Eu impedi aquelas moças de continuar a ajuda. Vim me tocar depois o quanto aquela experiência poderia ser mais rica do que a discussão de casos que empreendia com todos. Sem me tocar me vi subjugado à velha forma de lidar com as pessoas pela medicina oficial: o diagnóstico que ilumina condutas. Menosprezei o quanto o acolhimento, mesmo com conhecimentos parcos de qualquer ciência, é uma ferramenta acessível para todas as almas, sem necessidade de qualquer iniciação. 

Muito bem, meninas!

quarta-feira, 4 de março de 2015

Uma velha médica segredou-me

Ela lida com pacientes acamados há anos na rede privada. Falava, então, sobre suas primeiras experiências nestas visitas, recém-saída de míseros dois anos de trabalho na assistências pública.

A tensão era à flor da pele. Foram-lhe entregues prontuários para o estudo insuficiente das história no dia anterior. Algumas demandas eram-lhe cobradas mesmo sem ter visto os pacientes, como interpretar exames e dar uma resposta em tempo hábil. 

Oito anos de medicina deveria lhe dar alguma coragem, por que tanto medo? Não era das pessoas que sabiam fingir. A vontade de permanecer calada quando a ignorância se lhe avizinhava era uma constante. Mas, os pacientes lhe clamavam soluções. 

Eram idosos cujas doenças já haviam lhes maltratado demais.

- Saímos da faculdade com a ciência de que cada doença tem uma conduta salvadora. É o gabarito que nos dão a todo final de semestre e que não encontramos tão fácil por aí. As evidências que uma pesquisa ou outra pretende dar, como valem pouco perto do sujeito singular!

Ela viu o advento das principais tecnologias que, implantadas ou acopladas aos pacientes, permitiam mais alguns anos de vida. O que não impediu o preenchimento de tantos atestados de óbito, cujo fluxo apenas aumentou com o tempo. Porque era incompetente? Não. Porque aumentaram o número de clientes. Nenhuma  daquelas novidades venceu a principal inimiga das gentes. 
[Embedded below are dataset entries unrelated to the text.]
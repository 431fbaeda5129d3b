//! Helpers for running child processes with timeouts and bounded output.
//!
//! Children are spawned into their own process group so a timeout (or an
//! external `stop`) can take down everything the child started.

use std::fs::{self, File};
use std::io::{self, BufRead, BufReader, BufWriter, Read, Write};
use std::path::Path;
use std::process::{Command, ExitStatus, Stdio};
use std::sync::{Arc, Mutex};
use std::thread;
use std::time::Duration;

use anyhow::{Context, Result, anyhow};
use tracing::{debug, error, info, instrument, warn};
use wait_timeout::ChildExt;

/// Captured child process output.
#[derive(Debug)]
pub struct CommandOutput {
    pub status: ExitStatus,
    pub stdout: Vec<u8>,
    pub stderr: Vec<u8>,
    pub stdout_truncated: usize,
    pub stderr_truncated: usize,
    pub timed_out: bool,
}

impl CommandOutput {
    pub fn success(&self) -> bool {
        !self.timed_out && self.status.success()
    }

    pub fn stdout_truncated_notice(&self, label: &str) -> String {
        truncated_notice(label, "stdout", self.stdout_truncated)
    }

    pub fn stderr_truncated_notice(&self, label: &str) -> String {
        truncated_notice(label, "stderr", self.stderr_truncated)
    }
}

fn truncated_notice(label: &str, stream: &str, bytes: usize) -> String {
    if bytes > 0 {
        format!("\n[{label} {stream} truncated {bytes} bytes]\n")
    } else {
        String::new()
    }
}

/// Knobs for [`run_command`].
#[derive(Debug, Clone, Copy)]
pub struct RunOptions<'a> {
    /// Bytes fed to the child's stdin; `None` connects stdin to null.
    pub stdin: Option<&'a [u8]>,
    pub timeout: Duration,
    /// Bound on stdout/stderr kept in memory; excess is drained and counted.
    pub output_limit_bytes: usize,
    /// Tee every stdout/stderr line to this file as it arrives.
    pub stream_path: Option<&'a Path>,
    /// Record the child's process group id here while it runs.
    pub pgid_marker: Option<&'a Path>,
}

impl RunOptions<'_> {
    pub fn new(timeout: Duration, output_limit_bytes: usize) -> Self {
        Self {
            stdin: None,
            timeout,
            output_limit_bytes,
            stream_path: None,
            pgid_marker: None,
        }
    }
}

type StreamSink = Arc<Option<Mutex<BufWriter<File>>>>;

/// Run a command with a timeout and capture stdout/stderr without risking pipe deadlocks.
///
/// Output is read concurrently while the child runs. On timeout the child's whole
/// process group is killed and `timed_out` is set.
#[instrument(skip_all, fields(timeout_secs = opts.timeout.as_secs(), streaming = opts.stream_path.is_some()))]
pub fn run_command(mut cmd: Command, opts: &RunOptions<'_>) -> Result<CommandOutput> {
    if opts.stdin.is_some() {
        cmd.stdin(Stdio::piped());
    } else {
        cmd.stdin(Stdio::null());
    }
    cmd.stdout(Stdio::piped()).stderr(Stdio::piped());
    #[cfg(unix)]
    {
        use std::os::unix::process::CommandExt;
        cmd.process_group(0);
    }

    let sink: StreamSink = Arc::new(match opts.stream_path {
        Some(path) => Some(Mutex::new(BufWriter::new(create_stream_file(path)?))),
        None => None,
    });

    debug!("spawning child process");
    let mut child = match cmd.spawn() {
        Ok(c) => c,
        Err(e) => {
            error!(err = %e, "failed to spawn command");
            return Err(e).context("spawn command");
        }
    };

    if let Some(marker) = opts.pgid_marker {
        write_pgid_marker(marker, child.id())?;
    }

    let stdin_handle = match opts.stdin {
        Some(input) => {
            let mut child_stdin = child
                .stdin
                .take()
                .ok_or_else(|| anyhow!("stdin was not piped"))?;
            let input = input.to_vec();
            Some(thread::spawn(move || match child_stdin.write_all(&input) {
                // The child may exit without reading its input.
                Err(e) if e.kind() == io::ErrorKind::BrokenPipe => Ok(()),
                other => other,
            }))
        }
        None => None,
    };

    let stdout = child
        .stdout
        .take()
        .ok_or_else(|| anyhow!("stdout was not piped"))?;
    let stderr = child
        .stderr
        .take()
        .ok_or_else(|| anyhow!("stderr was not piped"))?;

    let limit = opts.output_limit_bytes;
    let stdout_sink = Arc::clone(&sink);
    let stderr_sink = Arc::clone(&sink);
    let stdout_handle = thread::spawn(move || read_stream_limited(stdout, limit, &stdout_sink));
    let stderr_handle = thread::spawn(move || read_stream_limited(stderr, limit, &stderr_sink));

    let mut timed_out = false;
    let status = match child.wait_timeout(opts.timeout).context("wait for command")? {
        Some(status) => {
            // Anything the leader left behind would hold the output pipes open.
            kill_leftover_group(child.id());
            status
        }
        None => {
            warn!(
                timeout_secs = opts.timeout.as_secs(),
                "command timed out, killing process group"
            );
            timed_out = true;
            kill_child_group(&mut child)?;
            child.wait().context("wait command after kill")?
        }
    };

    if let Some(marker) = opts.pgid_marker {
        remove_pgid_marker(marker);
    }

    let (stdout, stdout_truncated) = join_output(stdout_handle).context("join stdout")?;
    let (stderr, stderr_truncated) = join_output(stderr_handle).context("join stderr")?;
    if let Some(handle) = stdin_handle {
        match handle.join() {
            Ok(Err(e)) => warn!(err = %e, "failed to write child stdin"),
            Err(_) => warn!("stdin writer thread panicked"),
            Ok(Ok(())) => {}
        }
    }

    if stdout_truncated > 0 || stderr_truncated > 0 {
        warn!(stdout_truncated, stderr_truncated, "output truncated");
    }

    debug!(exit_code = ?status.code(), timed_out, "command finished");
    Ok(CommandOutput {
        status,
        stdout,
        stderr,
        stdout_truncated,
        stderr_truncated,
        timed_out,
    })
}

fn create_stream_file(path: &Path) -> Result<File> {
    if let Some(parent) = path.parent() {
        fs::create_dir_all(parent)
            .with_context(|| format!("create stream dir {}", parent.display()))?;
    }
    File::create(path).with_context(|| format!("create stream file {}", path.display()))
}

#[cfg(unix)]
fn kill_child_group(child: &mut std::process::Child) -> Result<()> {
    use nix::sys::signal::{Signal, killpg};
    use nix::unistd::Pid;

    let pgid = Pid::from_raw(i32::try_from(child.id()).context("child pid out of range")?);
    if let Err(e) = killpg(pgid, Signal::SIGKILL) {
        warn!(err = %e, "killpg failed; killing child directly");
        child.kill().context("kill command")?;
    }
    Ok(())
}

#[cfg(not(unix))]
fn kill_child_group(child: &mut std::process::Child) -> Result<()> {
    child.kill().context("kill command")
}

#[cfg(unix)]
fn kill_leftover_group(pgid: u32) {
    use nix::errno::Errno;
    use nix::sys::signal::{Signal, killpg};
    use nix::unistd::Pid;

    let Ok(raw) = i32::try_from(pgid) else {
        return;
    };
    match killpg(Pid::from_raw(raw), Signal::SIGKILL) {
        Ok(()) => debug!(pgid, "killed processes left in child group"),
        Err(Errno::ESRCH) => {}
        Err(e) => warn!(pgid, err = %e, "failed to kill leftover child group"),
    }
}

#[cfg(not(unix))]
fn kill_leftover_group(_pgid: u32) {}

fn write_pgid_marker(path: &Path, pgid: u32) -> Result<()> {
    if let Some(parent) = path.parent() {
        fs::create_dir_all(parent)
            .with_context(|| format!("create directory {}", parent.display()))?;
    }
    fs::write(path, format!("{pgid}\n"))
        .with_context(|| format!("write pgid marker {}", path.display()))
}

/// Remove a pgid marker; a missing marker is fine.
pub fn remove_pgid_marker(path: &Path) {
    if let Err(e) = fs::remove_file(path)
        && e.kind() != io::ErrorKind::NotFound
    {
        warn!(err = %e, path = %path.display(), "failed to remove pgid marker");
    }
}

/// Read the process group id recorded by a running invocation, if any.
pub fn read_pgid_marker(path: &Path) -> Option<i32> {
    fs::read_to_string(path).ok()?.trim().parse().ok()
}

/// Send `signal` to the process group recorded in `marker`.
///
/// Returns the group id when a live group was signalled.
#[cfg(unix)]
pub fn signal_recorded_group(marker: &Path, signal: nix::sys::signal::Signal) -> Option<i32> {
    use nix::sys::signal::killpg;
    use nix::unistd::Pid;

    let pgid = read_pgid_marker(marker).filter(|pgid| *pgid > 1)?;
    match killpg(Pid::from_raw(pgid), signal) {
        Ok(()) => {
            info!(pgid, signal = %signal, "signalled child process group");
            Some(pgid)
        }
        Err(e) => {
            debug!(pgid, err = %e, "child process group already gone");
            None
        }
    }
}

/// Kill a child group left behind by a controller that died mid-invocation,
/// then clear its marker.
pub fn reap_orphaned_group(marker: &Path) -> Option<i32> {
    if !marker.exists() {
        return None;
    }
    #[cfg(unix)]
    let killed = signal_recorded_group(marker, nix::sys::signal::Signal::SIGKILL);
    #[cfg(not(unix))]
    let killed = None;
    if let Some(pgid) = killed {
        warn!(pgid, "killed child process group orphaned by a previous controller");
    }
    remove_pgid_marker(marker);
    killed
}

fn join_output(handle: thread::JoinHandle<Result<(Vec<u8>, usize)>>) -> Result<(Vec<u8>, usize)> {
    match handle.join() {
        Ok(result) => result,
        Err(_) => Err(anyhow!("output reader thread panicked")),
    }
}

/// Read a stream line by line with a size limit, tee-ing to the shared sink.
fn read_stream_limited<R: Read>(
    reader: R,
    limit: usize,
    sink: &StreamSink,
) -> Result<(Vec<u8>, usize)> {
    let mut buf_reader = BufReader::new(reader);
    let mut collected = Vec::new();
    let mut truncated = 0usize;

    loop {
        let mut line = Vec::new();
        let n = buf_reader
            .read_until(b'\n', &mut line)
            .context("read output")?;
        if n == 0 {
            break;
        }

        if let Some(mutex) = sink.as_ref()
            && let Ok(mut writer) = mutex.lock()
        {
            if let Err(e) = writer.write_all(&line) {
                warn!(err = %e, "failed to write to stream file");
            } else if let Err(e) = writer.flush() {
                warn!(err = %e, "failed to flush stream file");
            }
        }

        let remaining = limit.saturating_sub(collected.len());
        if remaining > 0 {
            let keep = n.min(remaining);
            collected.extend_from_slice(&line[..keep]);
            truncated += n.saturating_sub(keep);
        } else {
            truncated += n;
        }
    }

    Ok((collected, truncated))
}

#[cfg(all(test, unix))]
mod tests {
    use super::*;

    fn sh(script: &str) -> Command {
        let mut cmd = Command::new("sh");
        cmd.arg("-c").arg(script);
        cmd
    }

    #[test]
    fn captures_stdout_and_stdin() {
        let opts = RunOptions {
            stdin: Some(b"hello\n"),
            ..RunOptions::new(Duration::from_secs(10), 1024)
        };
        let out = run_command(sh("cat; echo oops >&2"), &opts).expect("run");
        assert!(out.success());
        assert_eq!(out.stdout, b"hello\n");
        assert_eq!(out.stderr, b"oops\n");
    }

    #[test]
    fn truncates_beyond_limit() {
        let opts = RunOptions::new(Duration::from_secs(10), 4);
        let out = run_command(sh("printf 'abcdefgh'"), &opts).expect("run");
        assert_eq!(out.stdout, b"abcd");
        assert_eq!(out.stdout_truncated, 4);
        assert!(out.stdout_truncated_notice("agent").contains("truncated 4 bytes"));
    }

    #[test]
    fn timeout_kills_and_clears_marker() {
        let temp = tempfile::tempdir().expect("tempdir");
        let marker = temp.path().join("child.pgid");
        let opts = RunOptions {
            pgid_marker: Some(&marker),
            ..RunOptions::new(Duration::from_millis(200), 1024)
        };
        let out = run_command(sh("sleep 30"), &opts).expect("run");
        assert!(out.timed_out);
        assert!(!out.success());
        assert!(!marker.exists());
    }

    #[test]
    fn exited_leader_does_not_wait_for_background_children() {
        let opts = RunOptions::new(Duration::from_secs(1), 1024);
        let started = std::time::Instant::now();
        let out = run_command(sh("sleep 8 & echo started; exit 0"), &opts).expect("run");
        assert!(started.elapsed() < Duration::from_secs(3), "{:?}", started.elapsed());
        assert!(!out.timed_out);
        assert!(out.success());
        assert_eq!(out.stdout, b"started\n");
    }

    #[test]
    fn orphaned_group_is_killed_and_marker_cleared() {
        use std::os::unix::process::CommandExt;

        let temp = tempfile::tempdir().expect("tempdir");
        let marker = temp.path().join("child.pgid");
        let mut cmd = Command::new("sleep");
        cmd.arg("30").process_group(0);
        let mut child = cmd.spawn().expect("spawn");
        write_pgid_marker(&marker, child.id()).expect("marker");

        let pgid = reap_orphaned_group(&marker).expect("group killed");
        assert_eq!(u32::try_from(pgid).expect("pgid"), child.id());
        assert!(!marker.exists());
        let status = child.wait().expect("wait");
        assert!(!status.success());
        assert_eq!(reap_orphaned_group(&marker), None);
    }

    #[test]
    fn streams_output_to_file() {
        let temp = tempfile::tempdir().expect("tempdir");
        let log = temp.path().join("logs/agent.log");
        let opts = RunOptions {
            stream_path: Some(&log),
            ..RunOptions::new(Duration::from_secs(10), 1024)
        };
        let out = run_command(sh("echo one; echo two"), &opts).expect("run");
        assert!(out.success());
        assert_eq!(fs::read_to_string(&log).expect("log"), "one\ntwo\n");
    }

    #[test]
    fn nonzero_exit_is_not_success() {
        let opts = RunOptions::new(Duration::from_secs(10), 1024);
        let out = run_command(sh("exit 3"), &opts).expect("run");
        assert!(!out.success());
        assert_eq!(out.status.code(), Some(3));
    }
}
Hoje, essa senhora, cabelos grisalhos, símbolo religioso pendente do pescoço, fala do fundo de uma depressão. Pergunta-me, dobrando um origami em uma folha de receituário, se o meu gosto pela psiquiatria não daria alguma luz sobre as associações de remédios a que se aferra. Dou alguns palpites, conversa de bar, digo, de mesa de prescrição. 
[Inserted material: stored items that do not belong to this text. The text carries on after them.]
//! Run state store: the crash-safe progress document (`.phaser/state.json`).
//!
//! Every mutation is a read-modify-write of the whole document, written to a
//! temp file and renamed over the original, so readers only ever observe
//! complete snapshots.

use std::collections::BTreeMap;
use std::fs::{self, File};
use std::io::{self, Write};
use std::path::{Path, PathBuf};

use anyhow::{Context, Result};
use chrono::{DateTime, Utc};
use serde::{Deserialize, Serialize};
use tracing::debug;

use crate::core::invariants::validate_progress;
use crate::core::types::ToolConfig;
use crate::error::EngineError;

/// Accumulated failure state of one phase.
#[derive(Debug, Clone, PartialEq, Eq, Serialize, Deserialize)]
pub struct FailureRecord {
    /// Failed Executing/Verifying cycles so far.
    pub attempts: u32,
    pub last_error: String,
    pub timestamp: DateTime<Utc>,
}

/// Persisted progress of one plan execution.
#[derive(Debug, Clone, PartialEq, Eq, Serialize, Deserialize)]
pub struct RunState {
    pub plan_location: PathBuf,
    pub work_location: PathBuf,
    pub current_phase: Option<String>,
    /// Completed phase ids in completion order.
    pub completed_phases: Vec<String>,
    #[serde(default)]
    pub failed_attempts: BTreeMap<String, FailureRecord>,
    pub created_at: DateTime<Utc>,
    /// Resolved once at init and reused on every resume.
    #[serde(flatten)]
    pub tools: ToolConfig,
}

impl RunState {
    pub fn new(plan_location: PathBuf, work_location: PathBuf, tools: ToolConfig) -> Self {
        Self {
            plan_location,
            work_location,
            current_phase: None,
            completed_phases: Vec::new(),
            failed_attempts: BTreeMap::new(),
            created_at: Utc::now(),
            tools,
        }
    }

    pub fn is_completed(&self, phase_id: &str) -> bool {
        self.completed_phases.iter().any(|id| id == phase_id)
    }

    pub fn attempts(&self, phase_id: &str) -> u32 {
        self.failed_attempts
            .get(phase_id)
            .map_or(0, |record| record.attempts)
    }

    pub fn last_error(&self, phase_id: &str) -> Option<&str> {
        self.failed_attempts
            .get(phase_id)
            .map(|record| record.last_error.as_str())
    }

    /// Record one failed cycle; returns the new attempt count.
    pub fn record_failure(&mut self, phase_id: &str, error: impl Into<String>) -> u32 {
        let record = self
            .failed_attempts
            .entry(phase_id.to_string())
            .or_insert_with(|| FailureRecord {
                attempts: 0,
                last_error: String::new(),
                timestamp: Utc::now(),
            });
        record.attempts += 1;
        record.last_error = error.into();
        record.timestamp = Utc::now();
        record.attempts
    }

    /// Append to `completed_phases` (once) and clear `current_phase` if it
    /// names this phase. Failure records are kept.
    pub fn mark_completed(&mut self, phase_id: &str) {
        if !self.is_completed(phase_id) {
            self.completed_phases.push(phase_id.to_string());
        }
        if self.current_phase.as_deref() == Some(phase_id) {
            self.current_phase = None;
        }
    }

    pub fn clear_failure(&mut self, phase_id: &str) -> Option<FailureRecord> {
        self.failed_attempts.remove(phase_id)
    }

    /// Forget everything about a phase so it runs again from scratch.
    pub fn reset_phase(&mut self, phase_id: &str) {
        self.completed_phases.retain(|id| id != phase_id);
        self.failed_attempts.remove(phase_id);
        if self.current_phase.as_deref() == Some(phase_id) {
            self.current_phase = None;
        }
    }

    pub fn validate(&self) -> Vec<String> {
        validate_progress(&self.completed_phases, self.current_phase.as_deref())
    }
}

/// Load run state from disk.
///
/// A missing document is [`EngineError::NotInitialized`]; an unreadable,
/// malformed, or invariant-violating one is [`EngineError::StateCorruption`].
pub fn load_run_state(path: &Path) -> Result<RunState> {
    debug!(path = %path.display(), "loading run state");
    let contents = match fs::read_to_string(path) {
        Ok(contents) => contents,
        Err(err) if err.kind() == io::ErrorKind::NotFound => {
            return Err(EngineError::NotInitialized(path.to_path_buf()).into());
        }
        Err(err) => return Err(corruption(path, err.to_string())),
    };
    let state: RunState =
        serde_json::from_str(&contents).map_err(|err| corruption(path, err.to_string()))?;
    let errors = state.validate();
    if !errors.is_empty() {
        return Err(corruption(path, errors.join("; ")));
    }
    debug!(
        completed = state.completed_phases.len(),
        current = ?state.current_phase,
        "run state loaded"
    );
    Ok(state)
}

/// Load the document, creating it with `create` if absent.
pub fn load_or_create_run_state(
    path: &Path,
    create: impl FnOnce() -> RunState,
) -> Result<RunState> {
    if path.exists() {
        return load_run_state(path);
    }
    let state = create();
    write_run_state(path, &state)?;
    Ok(state)
}

/// Atomic read-modify-write of the whole document.
pub fn update_run_state<T>(
    path: &Path,
    mutate: impl FnOnce(&mut RunState) -> Result<T>,
) -> Result<(RunState, T)> {
    let mut state = load_run_state(path)?;
    let value = mutate(&mut state)?;
    write_run_state(path, &state)?;
    Ok((state, value))
}

/// Atomically write run state to disk (temp file + rename).
pub fn write_run_state(path: &Path, state: &RunState) -> Result<()> {
    let errors = state.validate();
    if !errors.is_empty() {
        anyhow::bail!("refusing to write invalid run state: {}", errors.join("; "));
    }
    debug!(
        path = %path.display(),
        completed = state.completed_phases.len(),
        current = ?state.current_phase,
        "writing run state"
    );
    let mut buf = serde_json::to_string_pretty(state)?;
    buf.push('\n');
    write_atomic(path, &buf)
}

fn corruption(path: &Path, reason: String) -> anyhow::Error {
    EngineError::StateCorruption {
        path: path.to_path_buf(),
        reason,
    }
    .into()
}

fn write_atomic(path: &Path, contents: &str) -> Result<()> {
    let parent = path
        .parent()
        .with_context(|| format!("run state path missing parent {}", path.display()))?;
    fs::create_dir_all(parent).with_context(|| format!("create directory {}", parent.display()))?;
    let tmp_path = path.with_extension("json.tmp");
    let mut tmp = File::create(&tmp_path)
        .with_context(|| format!("create temp run state {}", tmp_path.display()))?;
    tmp.write_all(contents.as_bytes())
        .and_then(|()| tmp.sync_all())
        .with_context(|| format!("write temp run state {}", tmp_path.display()))?;
    drop(tmp);
    fs::rename(&tmp_path, path).with_context(|| format!("replace run state {}", path.display()))?;
    Ok(())
}

#[cfg(test)]
mod tests {
    use super::*;
    use crate::core::types::CommandSpec;
    use serde_json::Value;

    fn sample() -> RunState {
        RunState::new(
            PathBuf::from("/plan"),
            PathBuf::from("/work"),
            ToolConfig {
                test_command: Some(CommandSpec::new(["cargo", "test"])),
                ..ToolConfig::default()
            },
        )
    }

    #[test]
    fn run_state_round_trips() {
        let temp = tempfile::tempdir().expect("tempdir");
        let path = temp.path().join("state.json");

        let mut state = sample();
        state.current_phase = Some("02-tests".to_string());
        state.mark_completed("01-stub");
        state.record_failure("02-tests", "lint check failed");

        write_run_state(&path, &state).expect("write");
        let loaded = load_run_state(&path).expect("load");
        assert_eq!(loaded, state);
        assert!(!path.with_extension("json.tmp").exists());
    }

    #[test]
    fn leftover_temp_file_from_interrupted_write_is_replaced() {
        let temp = tempfile::tempdir().expect("tempdir");
        let path = temp.path().join("state.json");
        let tmp_path = path.with_extension("json.tmp");
        fs::write(&tmp_path, "{\"plan_location\": \"/pl").expect("partial temp");

        write_run_state(&path, &sample()).expect("write");
        assert_eq!(load_run_state(&path).expect("load"), sample());
        assert!(!tmp_path.exists());
    }

    #[test]
    fn document_uses_flat_tool_fields() {
        let temp = tempfile::tempdir().expect("tempdir");
        let path = temp.path().join("state.json");
        write_run_state(&path, &sample()).expect("write");

        let value: Value =
            serde_json::from_str(&fs::read_to_string(&path).expect("read")).expect("json");
        assert_eq!(value["test_command"], serde_json::json!(["cargo", "test"]));
        assert_eq!(value["build_command"], Value::Null);
        assert_eq!(value["current_phase"], Value::Null);
        assert_eq!(value["completed_phases"], serde_json::json!([]));
        assert!(value["created_at"].is_string());
    }

    #[test]
    fn malformed_document_is_state_corruption() {
        let temp = tempfile::tempdir().expect("tempdir");
        let path = temp.path().join("state.json");
        fs::write(&path, "{\"plan_location\": ").expect("write");
        let err = load_run_state(&path).expect_err("corrupt");
        assert!(matches!(
            err.downcast_ref::<EngineError>(),
            Some(EngineError::StateCorruption { .. })
        ));
    }

    #[test]
    fn invariant_violation_is_state_corruption() {
        let temp = tempfile::tempdir().expect("tempdir");
        let path = temp.path().join("state.json");
        let mut state = sample();
        state.mark_completed("01-stub");
        let mut value = serde_json::to_value(&state).expect("value");
        value["current_phase"] = Value::String("01-stub".to_string());
        fs::write(&path, value.to_string()).expect("write");

        let err = load_run_state(&path).expect_err("invalid");
        assert!(err.to_string().contains("already in completed_phases"));
    }

    #[test]
    fn missing_document_is_not_initialized() {
        let temp = tempfile::tempdir().expect("tempdir");
        let err = load_run_state(&temp.path().join("state.json")).expect_err("missing");
        assert!(matches!(
            err.downcast_ref::<EngineError>(),
            Some(EngineError::NotInitialized(_))
        ));
    }

    #[test]
    fn attempts_increase_by_one_per_failure() {
        let mut state = sample();
        assert_eq!(state.attempts("03-impl"), 0);
        assert_eq!(state.record_failure("03-impl", "first"), 1);
        assert_eq!(state.record_failure("03-impl", "second"), 2);
        assert_eq!(state.last_error("03-impl"), Some("second"));

        state.current_phase = Some("03-impl".to_string());
        state.mark_completed("03-impl");
        assert_eq!(state.current_phase, None);
        assert_eq!(state.attempts("03-impl"), 2);
    }

    #[test]
    fn update_is_read_modify_write() {
        let temp = tempfile::tempdir().expect("tempdir");
        let path = temp.path().join("state.json");
        load_or_create_run_state(&path, sample).expect("create");

        let (state, attempts) = update_run_state(&path, |state| {
            state.current_phase = Some("01-stub".to_string());
            Ok(state.record_failure("01-stub", "boom"))
        })
        .expect("update");
        assert_eq!(attempts, 1);
        assert_eq!(load_run_state(&path).expect("load"), state);
    }

    #[test]
    fn reset_phase_forgets_completion_and_failures() {
        let mut state = sample();
        state.record_failure("01-stub", "boom");
        state.mark_completed("01-stub");
        state.reset_phase("01-stub");
        assert!(!state.is_completed("01-stub"));
        assert_eq!(state.attempts("01-stub"), 0);
    }
}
Foi daí que tirei este pensamento: "Buda encontrou, pela primeira vez na vida, um raquítico, um velho e um doente e criou toda uma filosofia para enfrentar a dor dessas miragens. Nós médicos vemos esses espectros todos os dias e levamos (fingimos? necessitamos levar?) a vida como se isso não nos espantasse (não mais?)."